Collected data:
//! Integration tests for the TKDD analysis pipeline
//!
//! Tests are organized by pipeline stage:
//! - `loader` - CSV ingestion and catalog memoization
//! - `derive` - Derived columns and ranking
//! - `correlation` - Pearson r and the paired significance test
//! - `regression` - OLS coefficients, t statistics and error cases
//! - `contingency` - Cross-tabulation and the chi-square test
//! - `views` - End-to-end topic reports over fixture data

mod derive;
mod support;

...

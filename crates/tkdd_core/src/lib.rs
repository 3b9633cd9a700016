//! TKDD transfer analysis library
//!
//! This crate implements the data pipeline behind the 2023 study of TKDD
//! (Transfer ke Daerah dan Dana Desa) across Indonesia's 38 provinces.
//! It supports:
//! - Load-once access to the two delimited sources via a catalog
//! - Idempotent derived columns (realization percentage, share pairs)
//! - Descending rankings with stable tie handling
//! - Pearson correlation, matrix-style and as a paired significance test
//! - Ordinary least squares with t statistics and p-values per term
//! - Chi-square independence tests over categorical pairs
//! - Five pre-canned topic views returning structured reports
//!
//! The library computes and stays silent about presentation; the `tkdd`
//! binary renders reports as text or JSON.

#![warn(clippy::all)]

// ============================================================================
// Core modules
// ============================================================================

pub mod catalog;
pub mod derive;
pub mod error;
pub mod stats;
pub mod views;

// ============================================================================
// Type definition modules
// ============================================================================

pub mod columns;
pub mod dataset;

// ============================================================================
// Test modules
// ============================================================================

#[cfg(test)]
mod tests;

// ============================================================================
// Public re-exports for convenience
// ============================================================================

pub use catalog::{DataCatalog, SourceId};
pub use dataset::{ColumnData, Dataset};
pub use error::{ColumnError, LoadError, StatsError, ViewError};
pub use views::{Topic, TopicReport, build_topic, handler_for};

• Exercise objective: Write out exactly the lines that fall from the line with "TKDD analysis pipeline" to the line with "mod support;" in the records above, keeping both ends.

• Result for this exercise:
//! Integration tests for the TKDD analysis pipeline
//!
//! Tests are organized by pipeline stage:
//! - `loader` - CSV ingestion and catalog memoization
//! - `derive` - Derived columns and ranking
//! - `correlation` - Pearson r and the paired significance test
//! - `regression` - OLS coefficients, t statistics and error cases
//! - `contingency` - Cross-tabulation and the chi-square test
//! - `views` - End-to-end topic reports over fixture data

mod derive;
mod support;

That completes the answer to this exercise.